### STUDY MATERIAL
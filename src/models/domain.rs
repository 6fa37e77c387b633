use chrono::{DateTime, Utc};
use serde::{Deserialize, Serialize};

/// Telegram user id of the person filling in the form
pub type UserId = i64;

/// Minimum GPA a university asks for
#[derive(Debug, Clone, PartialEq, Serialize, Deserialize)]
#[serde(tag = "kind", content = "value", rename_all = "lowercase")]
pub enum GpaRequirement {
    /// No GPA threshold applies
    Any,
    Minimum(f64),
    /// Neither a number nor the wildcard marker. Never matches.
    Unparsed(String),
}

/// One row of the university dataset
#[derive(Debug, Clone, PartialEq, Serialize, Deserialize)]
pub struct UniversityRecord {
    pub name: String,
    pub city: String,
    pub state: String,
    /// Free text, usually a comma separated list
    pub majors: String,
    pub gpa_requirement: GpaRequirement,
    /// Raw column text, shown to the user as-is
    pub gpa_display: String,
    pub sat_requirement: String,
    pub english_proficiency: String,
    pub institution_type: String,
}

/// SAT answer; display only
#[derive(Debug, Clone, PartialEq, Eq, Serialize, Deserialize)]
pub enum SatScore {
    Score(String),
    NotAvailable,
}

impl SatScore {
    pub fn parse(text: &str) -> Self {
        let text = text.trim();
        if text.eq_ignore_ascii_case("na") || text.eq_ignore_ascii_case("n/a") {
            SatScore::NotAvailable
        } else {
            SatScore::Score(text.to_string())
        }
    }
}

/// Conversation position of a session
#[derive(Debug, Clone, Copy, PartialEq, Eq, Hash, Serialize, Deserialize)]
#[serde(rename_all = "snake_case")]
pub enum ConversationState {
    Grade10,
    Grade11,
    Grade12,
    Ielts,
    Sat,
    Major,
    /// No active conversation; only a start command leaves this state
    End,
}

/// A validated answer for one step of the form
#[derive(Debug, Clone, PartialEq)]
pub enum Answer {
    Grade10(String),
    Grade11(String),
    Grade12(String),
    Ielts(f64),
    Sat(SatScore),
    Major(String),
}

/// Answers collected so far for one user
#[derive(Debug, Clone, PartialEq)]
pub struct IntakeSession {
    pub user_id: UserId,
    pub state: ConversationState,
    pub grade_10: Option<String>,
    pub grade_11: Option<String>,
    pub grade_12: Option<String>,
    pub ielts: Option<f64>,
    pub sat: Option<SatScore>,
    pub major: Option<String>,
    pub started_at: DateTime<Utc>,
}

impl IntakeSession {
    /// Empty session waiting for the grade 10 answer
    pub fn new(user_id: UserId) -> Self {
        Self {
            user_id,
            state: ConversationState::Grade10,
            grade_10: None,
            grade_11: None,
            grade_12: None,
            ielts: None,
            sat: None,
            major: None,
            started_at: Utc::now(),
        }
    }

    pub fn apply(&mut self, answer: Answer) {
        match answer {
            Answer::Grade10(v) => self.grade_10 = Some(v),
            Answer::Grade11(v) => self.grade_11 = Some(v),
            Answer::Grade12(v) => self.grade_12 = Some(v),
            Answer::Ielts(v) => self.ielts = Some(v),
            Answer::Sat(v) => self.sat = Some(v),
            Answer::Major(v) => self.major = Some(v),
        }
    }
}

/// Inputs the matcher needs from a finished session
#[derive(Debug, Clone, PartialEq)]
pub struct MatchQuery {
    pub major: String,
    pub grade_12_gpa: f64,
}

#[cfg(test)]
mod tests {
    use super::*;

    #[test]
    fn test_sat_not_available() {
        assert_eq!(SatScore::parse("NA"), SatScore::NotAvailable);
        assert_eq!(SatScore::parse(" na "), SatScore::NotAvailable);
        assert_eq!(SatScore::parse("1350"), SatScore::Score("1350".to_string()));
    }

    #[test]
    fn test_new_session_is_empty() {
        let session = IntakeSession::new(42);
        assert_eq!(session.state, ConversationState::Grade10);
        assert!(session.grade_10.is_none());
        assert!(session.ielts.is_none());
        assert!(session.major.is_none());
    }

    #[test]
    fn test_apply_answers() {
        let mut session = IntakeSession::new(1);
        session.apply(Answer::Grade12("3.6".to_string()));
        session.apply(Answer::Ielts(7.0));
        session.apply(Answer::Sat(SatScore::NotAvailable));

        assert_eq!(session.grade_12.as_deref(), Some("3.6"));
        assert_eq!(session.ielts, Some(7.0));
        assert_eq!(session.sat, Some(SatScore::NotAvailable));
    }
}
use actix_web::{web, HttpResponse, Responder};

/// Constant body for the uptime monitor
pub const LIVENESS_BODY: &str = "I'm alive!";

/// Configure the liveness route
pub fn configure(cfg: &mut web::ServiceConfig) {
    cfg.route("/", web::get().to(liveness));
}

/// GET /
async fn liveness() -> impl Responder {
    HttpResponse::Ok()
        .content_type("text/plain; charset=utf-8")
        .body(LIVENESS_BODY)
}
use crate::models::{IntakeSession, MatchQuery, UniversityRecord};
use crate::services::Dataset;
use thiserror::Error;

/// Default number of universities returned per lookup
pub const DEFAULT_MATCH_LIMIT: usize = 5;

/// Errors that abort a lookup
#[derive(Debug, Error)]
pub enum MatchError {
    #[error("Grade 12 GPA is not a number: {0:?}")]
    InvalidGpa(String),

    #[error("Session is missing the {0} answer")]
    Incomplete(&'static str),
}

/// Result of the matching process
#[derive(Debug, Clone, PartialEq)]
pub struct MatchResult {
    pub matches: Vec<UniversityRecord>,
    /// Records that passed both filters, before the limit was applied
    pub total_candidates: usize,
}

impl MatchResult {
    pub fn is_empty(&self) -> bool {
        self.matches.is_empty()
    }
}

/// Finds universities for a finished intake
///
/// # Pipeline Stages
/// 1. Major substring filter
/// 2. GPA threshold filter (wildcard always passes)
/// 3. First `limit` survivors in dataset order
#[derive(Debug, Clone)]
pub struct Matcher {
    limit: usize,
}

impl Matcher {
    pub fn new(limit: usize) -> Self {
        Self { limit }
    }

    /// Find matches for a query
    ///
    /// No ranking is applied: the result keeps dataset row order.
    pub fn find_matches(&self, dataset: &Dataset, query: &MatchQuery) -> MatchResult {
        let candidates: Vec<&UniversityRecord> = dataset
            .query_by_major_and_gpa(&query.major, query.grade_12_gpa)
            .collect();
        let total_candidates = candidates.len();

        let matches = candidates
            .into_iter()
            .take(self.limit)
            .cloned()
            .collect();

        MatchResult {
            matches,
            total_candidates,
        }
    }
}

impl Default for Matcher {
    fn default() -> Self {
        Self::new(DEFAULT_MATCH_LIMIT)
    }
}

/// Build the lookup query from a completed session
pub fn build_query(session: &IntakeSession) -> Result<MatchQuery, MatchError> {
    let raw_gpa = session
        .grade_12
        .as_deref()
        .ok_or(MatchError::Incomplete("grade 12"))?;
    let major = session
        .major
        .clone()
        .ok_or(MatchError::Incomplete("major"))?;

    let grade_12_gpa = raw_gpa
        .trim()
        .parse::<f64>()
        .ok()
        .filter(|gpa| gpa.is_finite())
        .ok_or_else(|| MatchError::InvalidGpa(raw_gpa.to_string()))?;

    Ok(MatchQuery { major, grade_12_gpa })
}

* * *

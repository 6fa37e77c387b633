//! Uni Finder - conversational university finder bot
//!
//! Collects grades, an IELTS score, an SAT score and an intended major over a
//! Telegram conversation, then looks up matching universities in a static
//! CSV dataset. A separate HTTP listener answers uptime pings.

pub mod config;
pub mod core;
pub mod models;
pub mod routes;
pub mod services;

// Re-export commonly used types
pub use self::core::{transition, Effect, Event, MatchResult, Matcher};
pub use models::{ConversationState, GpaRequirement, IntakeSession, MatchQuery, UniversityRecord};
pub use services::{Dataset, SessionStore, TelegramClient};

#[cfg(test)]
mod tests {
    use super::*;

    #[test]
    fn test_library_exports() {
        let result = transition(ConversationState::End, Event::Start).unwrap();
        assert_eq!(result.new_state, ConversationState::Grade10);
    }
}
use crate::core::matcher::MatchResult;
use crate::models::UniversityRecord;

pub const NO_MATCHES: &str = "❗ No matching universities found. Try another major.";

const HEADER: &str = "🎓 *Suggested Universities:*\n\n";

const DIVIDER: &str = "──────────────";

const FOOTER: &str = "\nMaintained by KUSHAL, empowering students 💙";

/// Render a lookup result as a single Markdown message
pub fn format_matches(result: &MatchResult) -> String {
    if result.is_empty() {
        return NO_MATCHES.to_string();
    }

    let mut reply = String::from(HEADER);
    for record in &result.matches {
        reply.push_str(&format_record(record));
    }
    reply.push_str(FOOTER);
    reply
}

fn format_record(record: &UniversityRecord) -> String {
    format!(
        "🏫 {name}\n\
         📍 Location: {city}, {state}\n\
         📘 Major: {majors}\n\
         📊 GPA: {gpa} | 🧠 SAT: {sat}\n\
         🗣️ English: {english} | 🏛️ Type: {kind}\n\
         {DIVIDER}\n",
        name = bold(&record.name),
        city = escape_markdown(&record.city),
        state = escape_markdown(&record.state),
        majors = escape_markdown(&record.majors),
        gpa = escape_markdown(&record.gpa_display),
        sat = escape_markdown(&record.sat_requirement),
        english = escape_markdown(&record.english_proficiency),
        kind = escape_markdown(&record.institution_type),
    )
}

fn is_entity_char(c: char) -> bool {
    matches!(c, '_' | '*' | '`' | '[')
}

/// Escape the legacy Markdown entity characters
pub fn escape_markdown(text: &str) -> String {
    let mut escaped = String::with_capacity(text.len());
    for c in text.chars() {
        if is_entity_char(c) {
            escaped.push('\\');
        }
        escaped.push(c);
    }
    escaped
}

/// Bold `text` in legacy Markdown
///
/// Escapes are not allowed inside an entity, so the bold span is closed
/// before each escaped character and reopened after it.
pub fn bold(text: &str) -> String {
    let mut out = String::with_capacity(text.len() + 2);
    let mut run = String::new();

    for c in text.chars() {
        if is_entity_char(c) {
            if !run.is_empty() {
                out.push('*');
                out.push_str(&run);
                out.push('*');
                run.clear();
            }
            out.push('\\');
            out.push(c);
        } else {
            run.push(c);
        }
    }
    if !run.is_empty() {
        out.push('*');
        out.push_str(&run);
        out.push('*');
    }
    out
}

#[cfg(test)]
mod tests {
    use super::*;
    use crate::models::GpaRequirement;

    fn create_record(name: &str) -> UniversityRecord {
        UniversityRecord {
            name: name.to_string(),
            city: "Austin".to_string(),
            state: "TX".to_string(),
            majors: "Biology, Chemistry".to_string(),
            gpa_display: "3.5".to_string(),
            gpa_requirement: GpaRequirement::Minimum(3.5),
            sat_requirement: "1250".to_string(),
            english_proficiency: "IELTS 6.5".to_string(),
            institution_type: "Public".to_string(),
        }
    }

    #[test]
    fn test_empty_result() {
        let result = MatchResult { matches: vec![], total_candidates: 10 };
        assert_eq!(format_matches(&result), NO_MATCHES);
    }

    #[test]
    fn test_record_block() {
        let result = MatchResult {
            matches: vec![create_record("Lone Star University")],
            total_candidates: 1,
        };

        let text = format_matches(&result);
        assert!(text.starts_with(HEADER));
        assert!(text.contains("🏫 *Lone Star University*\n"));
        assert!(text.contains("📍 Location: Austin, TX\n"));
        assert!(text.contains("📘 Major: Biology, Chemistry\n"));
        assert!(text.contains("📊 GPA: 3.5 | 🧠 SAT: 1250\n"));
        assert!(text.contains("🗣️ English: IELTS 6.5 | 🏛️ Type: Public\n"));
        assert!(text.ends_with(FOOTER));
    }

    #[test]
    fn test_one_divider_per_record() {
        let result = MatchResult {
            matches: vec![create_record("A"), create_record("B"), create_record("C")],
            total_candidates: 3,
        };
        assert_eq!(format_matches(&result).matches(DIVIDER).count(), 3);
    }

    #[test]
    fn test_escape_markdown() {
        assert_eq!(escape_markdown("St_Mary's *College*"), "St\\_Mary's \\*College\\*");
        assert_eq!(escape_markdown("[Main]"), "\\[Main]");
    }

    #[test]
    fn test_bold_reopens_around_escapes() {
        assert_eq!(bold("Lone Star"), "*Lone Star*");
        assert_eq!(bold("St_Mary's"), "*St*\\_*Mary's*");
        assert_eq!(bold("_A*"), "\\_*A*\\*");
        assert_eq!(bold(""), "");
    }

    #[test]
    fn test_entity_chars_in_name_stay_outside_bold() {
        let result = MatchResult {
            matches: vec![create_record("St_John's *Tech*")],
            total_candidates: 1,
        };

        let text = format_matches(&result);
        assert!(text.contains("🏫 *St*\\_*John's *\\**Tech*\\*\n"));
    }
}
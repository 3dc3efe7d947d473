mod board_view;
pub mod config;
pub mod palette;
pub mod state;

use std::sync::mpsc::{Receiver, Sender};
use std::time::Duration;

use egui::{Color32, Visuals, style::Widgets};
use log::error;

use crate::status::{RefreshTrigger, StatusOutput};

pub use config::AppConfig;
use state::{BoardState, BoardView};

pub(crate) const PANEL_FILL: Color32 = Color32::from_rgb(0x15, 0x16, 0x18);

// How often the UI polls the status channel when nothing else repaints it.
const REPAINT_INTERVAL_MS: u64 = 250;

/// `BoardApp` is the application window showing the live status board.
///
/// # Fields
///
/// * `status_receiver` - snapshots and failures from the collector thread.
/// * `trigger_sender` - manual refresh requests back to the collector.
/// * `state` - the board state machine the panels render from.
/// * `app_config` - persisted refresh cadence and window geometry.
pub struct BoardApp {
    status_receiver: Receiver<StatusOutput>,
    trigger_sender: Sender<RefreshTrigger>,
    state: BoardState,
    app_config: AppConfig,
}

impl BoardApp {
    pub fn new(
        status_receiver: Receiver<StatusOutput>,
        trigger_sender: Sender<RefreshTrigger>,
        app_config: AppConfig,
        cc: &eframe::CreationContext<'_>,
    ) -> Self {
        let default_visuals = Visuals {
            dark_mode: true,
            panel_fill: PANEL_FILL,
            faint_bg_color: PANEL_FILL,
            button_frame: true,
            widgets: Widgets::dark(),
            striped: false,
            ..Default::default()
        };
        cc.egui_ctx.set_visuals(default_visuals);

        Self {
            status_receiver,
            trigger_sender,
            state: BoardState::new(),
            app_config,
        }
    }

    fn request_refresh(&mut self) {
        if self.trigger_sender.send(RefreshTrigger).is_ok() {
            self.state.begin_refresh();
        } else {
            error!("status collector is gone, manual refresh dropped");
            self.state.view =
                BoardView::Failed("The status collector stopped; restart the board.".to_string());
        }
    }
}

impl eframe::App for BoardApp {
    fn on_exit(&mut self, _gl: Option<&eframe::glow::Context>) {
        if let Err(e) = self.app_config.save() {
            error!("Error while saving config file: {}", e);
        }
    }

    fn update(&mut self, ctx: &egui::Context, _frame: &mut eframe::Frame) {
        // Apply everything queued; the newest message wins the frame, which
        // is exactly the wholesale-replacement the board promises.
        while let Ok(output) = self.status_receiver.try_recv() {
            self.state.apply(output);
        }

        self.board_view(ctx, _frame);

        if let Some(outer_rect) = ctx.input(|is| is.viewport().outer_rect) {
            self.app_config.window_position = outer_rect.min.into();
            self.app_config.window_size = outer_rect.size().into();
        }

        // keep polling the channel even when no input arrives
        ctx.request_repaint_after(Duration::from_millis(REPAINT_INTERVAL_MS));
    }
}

---

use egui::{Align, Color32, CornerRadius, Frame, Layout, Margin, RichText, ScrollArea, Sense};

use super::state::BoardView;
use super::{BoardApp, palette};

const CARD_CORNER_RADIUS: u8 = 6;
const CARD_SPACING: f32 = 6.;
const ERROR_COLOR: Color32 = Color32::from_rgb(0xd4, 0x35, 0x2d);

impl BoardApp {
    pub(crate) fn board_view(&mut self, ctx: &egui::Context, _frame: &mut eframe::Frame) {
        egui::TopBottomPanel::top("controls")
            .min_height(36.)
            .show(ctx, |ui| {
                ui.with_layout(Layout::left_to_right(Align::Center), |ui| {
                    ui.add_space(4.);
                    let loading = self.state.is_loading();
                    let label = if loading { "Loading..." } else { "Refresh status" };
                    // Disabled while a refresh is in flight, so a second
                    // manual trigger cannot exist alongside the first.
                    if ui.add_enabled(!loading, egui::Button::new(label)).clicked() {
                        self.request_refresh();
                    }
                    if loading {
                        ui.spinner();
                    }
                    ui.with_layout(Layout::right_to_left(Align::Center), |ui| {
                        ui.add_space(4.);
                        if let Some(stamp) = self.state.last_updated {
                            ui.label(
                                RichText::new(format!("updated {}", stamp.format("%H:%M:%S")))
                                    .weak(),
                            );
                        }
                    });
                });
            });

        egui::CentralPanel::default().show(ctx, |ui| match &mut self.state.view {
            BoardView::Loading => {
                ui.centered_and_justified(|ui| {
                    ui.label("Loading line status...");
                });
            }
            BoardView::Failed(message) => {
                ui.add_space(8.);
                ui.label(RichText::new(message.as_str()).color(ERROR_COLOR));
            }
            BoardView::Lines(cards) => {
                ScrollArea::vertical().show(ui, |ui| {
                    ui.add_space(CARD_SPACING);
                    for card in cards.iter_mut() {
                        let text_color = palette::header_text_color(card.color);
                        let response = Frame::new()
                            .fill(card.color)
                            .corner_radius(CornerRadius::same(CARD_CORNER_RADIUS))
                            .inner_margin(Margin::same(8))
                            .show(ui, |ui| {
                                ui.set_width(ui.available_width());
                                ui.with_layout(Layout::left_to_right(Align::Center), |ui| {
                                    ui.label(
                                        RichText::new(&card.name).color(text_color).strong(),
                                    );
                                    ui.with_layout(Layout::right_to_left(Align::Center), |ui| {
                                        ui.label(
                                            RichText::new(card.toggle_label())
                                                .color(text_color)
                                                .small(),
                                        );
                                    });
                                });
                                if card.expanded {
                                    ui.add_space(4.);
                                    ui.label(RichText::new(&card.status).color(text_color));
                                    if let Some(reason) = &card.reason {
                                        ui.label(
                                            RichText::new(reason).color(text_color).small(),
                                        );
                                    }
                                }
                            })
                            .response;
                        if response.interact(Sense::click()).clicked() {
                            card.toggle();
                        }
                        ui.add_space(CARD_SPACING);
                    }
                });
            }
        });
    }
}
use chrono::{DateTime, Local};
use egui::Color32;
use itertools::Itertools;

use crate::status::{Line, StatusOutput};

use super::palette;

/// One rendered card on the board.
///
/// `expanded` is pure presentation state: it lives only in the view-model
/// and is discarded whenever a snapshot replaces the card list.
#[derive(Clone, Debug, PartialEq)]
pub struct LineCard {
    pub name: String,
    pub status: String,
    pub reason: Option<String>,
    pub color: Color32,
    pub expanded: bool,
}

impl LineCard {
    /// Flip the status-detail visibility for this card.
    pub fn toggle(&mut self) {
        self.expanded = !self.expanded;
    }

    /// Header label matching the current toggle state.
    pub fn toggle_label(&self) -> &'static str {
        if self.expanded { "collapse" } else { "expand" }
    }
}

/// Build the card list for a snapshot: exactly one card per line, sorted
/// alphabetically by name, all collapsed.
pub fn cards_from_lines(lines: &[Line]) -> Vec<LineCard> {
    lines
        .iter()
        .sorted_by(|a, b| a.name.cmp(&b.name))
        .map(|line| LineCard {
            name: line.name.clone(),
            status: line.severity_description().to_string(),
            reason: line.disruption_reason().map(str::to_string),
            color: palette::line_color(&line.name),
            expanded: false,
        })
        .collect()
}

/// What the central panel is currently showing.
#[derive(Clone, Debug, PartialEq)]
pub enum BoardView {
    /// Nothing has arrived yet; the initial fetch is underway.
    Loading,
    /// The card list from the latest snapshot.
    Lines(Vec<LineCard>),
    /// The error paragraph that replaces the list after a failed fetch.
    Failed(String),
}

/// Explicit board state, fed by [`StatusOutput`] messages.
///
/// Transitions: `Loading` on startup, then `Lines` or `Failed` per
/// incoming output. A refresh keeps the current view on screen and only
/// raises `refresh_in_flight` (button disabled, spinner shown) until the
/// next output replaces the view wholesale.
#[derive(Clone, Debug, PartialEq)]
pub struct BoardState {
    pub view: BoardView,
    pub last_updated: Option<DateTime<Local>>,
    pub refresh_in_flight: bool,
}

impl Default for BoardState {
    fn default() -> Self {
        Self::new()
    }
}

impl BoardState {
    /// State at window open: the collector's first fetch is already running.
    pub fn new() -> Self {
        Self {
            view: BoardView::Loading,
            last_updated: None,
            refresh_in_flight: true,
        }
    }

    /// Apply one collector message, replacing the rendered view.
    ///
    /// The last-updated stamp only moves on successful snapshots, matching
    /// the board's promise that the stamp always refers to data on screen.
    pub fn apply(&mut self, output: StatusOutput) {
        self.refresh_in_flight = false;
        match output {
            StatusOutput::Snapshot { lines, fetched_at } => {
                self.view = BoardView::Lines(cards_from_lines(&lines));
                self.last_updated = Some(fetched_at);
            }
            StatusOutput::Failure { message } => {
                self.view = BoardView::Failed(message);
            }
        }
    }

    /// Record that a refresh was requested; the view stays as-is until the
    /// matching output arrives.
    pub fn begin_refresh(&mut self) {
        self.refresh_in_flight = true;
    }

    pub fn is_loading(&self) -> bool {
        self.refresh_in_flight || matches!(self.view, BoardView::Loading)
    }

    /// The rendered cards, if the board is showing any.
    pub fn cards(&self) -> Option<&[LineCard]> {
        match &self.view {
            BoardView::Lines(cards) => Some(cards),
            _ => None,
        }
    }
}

### YOUR TASK
Every line of the listing that includes the word "kind" forms the answer.

### WRITTEN SOLUTION
#[serde(tag = "kind", content = "value", rename_all = "lowercase")]
         🗣️ English: {english} | 🏛️ Type: {kind}\n\
        kind = escape_markdown(&record.institution_type),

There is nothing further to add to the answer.